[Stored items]

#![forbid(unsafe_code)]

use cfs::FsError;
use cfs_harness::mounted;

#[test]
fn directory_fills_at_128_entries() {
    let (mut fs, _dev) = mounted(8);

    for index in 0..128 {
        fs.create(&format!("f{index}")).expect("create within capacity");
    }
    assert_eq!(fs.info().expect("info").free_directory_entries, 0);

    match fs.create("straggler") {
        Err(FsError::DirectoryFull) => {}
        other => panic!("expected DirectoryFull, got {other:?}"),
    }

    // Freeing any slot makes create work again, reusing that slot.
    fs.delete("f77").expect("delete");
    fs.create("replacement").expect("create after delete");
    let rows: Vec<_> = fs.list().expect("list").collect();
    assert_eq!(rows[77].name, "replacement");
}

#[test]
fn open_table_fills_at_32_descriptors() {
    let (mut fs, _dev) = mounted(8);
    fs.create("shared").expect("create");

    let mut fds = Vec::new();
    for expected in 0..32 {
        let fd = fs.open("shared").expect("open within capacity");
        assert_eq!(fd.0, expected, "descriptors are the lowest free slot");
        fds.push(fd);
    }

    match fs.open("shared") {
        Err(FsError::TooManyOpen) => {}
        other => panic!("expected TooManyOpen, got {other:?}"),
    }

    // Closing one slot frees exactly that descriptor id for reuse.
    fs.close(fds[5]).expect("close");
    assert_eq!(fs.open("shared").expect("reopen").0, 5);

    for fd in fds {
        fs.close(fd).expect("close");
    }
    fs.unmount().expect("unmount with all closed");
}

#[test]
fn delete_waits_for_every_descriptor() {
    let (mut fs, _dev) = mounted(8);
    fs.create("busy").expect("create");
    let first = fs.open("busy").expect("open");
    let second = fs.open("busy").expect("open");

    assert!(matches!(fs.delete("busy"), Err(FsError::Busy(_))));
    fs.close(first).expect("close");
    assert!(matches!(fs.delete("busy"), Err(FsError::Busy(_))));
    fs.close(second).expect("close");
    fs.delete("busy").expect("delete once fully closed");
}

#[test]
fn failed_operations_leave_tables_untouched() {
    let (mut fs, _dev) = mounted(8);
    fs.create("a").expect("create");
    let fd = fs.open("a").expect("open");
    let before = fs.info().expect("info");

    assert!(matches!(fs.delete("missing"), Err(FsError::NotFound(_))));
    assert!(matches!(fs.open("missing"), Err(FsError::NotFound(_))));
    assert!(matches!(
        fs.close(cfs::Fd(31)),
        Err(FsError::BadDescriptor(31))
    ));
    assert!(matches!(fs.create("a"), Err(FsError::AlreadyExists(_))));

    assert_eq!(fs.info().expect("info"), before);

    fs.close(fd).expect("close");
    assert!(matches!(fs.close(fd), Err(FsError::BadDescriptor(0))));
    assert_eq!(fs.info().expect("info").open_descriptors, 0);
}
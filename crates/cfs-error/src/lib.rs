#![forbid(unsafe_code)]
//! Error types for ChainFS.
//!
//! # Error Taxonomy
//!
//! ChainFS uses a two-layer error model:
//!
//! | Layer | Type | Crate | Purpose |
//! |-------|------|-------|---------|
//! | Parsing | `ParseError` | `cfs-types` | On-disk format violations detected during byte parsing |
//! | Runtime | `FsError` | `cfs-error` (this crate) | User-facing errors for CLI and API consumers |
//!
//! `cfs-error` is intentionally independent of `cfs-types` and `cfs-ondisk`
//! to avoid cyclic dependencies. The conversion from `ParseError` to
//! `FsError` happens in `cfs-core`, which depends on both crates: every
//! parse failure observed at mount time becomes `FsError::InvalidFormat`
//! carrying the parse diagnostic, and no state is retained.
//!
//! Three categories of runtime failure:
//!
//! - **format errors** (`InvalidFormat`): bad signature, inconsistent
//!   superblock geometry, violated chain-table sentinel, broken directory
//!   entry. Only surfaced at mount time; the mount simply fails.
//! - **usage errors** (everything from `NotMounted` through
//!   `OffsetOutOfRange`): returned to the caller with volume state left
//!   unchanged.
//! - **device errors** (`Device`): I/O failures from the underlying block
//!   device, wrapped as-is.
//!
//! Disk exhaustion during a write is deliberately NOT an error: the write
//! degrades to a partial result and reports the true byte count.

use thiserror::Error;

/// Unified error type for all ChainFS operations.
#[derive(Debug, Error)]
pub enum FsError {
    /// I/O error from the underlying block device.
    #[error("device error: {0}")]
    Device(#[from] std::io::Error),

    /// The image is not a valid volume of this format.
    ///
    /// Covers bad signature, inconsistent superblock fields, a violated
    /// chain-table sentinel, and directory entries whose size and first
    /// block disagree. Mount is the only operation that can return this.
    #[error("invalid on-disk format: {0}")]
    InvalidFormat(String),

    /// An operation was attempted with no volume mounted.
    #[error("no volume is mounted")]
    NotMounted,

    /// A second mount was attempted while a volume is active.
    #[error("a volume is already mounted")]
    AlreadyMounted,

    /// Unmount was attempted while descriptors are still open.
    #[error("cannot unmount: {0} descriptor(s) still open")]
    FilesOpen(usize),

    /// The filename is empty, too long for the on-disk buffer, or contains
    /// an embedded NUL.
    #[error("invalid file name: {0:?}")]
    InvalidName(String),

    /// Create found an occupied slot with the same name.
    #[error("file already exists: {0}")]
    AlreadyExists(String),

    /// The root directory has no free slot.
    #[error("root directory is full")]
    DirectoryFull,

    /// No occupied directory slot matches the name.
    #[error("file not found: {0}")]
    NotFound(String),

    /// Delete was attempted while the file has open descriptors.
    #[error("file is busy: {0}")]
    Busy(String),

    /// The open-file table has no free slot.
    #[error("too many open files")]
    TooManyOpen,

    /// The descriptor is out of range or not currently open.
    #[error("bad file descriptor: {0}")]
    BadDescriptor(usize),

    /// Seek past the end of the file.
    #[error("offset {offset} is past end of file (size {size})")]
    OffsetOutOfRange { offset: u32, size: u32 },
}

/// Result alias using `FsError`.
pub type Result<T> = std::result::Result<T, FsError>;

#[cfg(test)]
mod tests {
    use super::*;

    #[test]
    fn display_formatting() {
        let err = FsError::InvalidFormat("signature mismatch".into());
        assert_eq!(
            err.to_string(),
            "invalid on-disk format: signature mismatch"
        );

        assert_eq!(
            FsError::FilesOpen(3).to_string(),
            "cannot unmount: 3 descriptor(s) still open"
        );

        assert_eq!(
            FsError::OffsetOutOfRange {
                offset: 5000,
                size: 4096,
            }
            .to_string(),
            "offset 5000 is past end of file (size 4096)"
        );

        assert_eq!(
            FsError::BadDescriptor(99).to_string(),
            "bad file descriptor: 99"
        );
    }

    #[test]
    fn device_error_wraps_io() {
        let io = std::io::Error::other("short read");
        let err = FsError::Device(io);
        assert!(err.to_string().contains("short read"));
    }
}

_Exercise_
Pull every line containing "filename" out of the data above.

_Written solution_
filename crates/cfs-error/src/lib.rs
    /// The filename is empty, too long for the on-disk buffer, or contains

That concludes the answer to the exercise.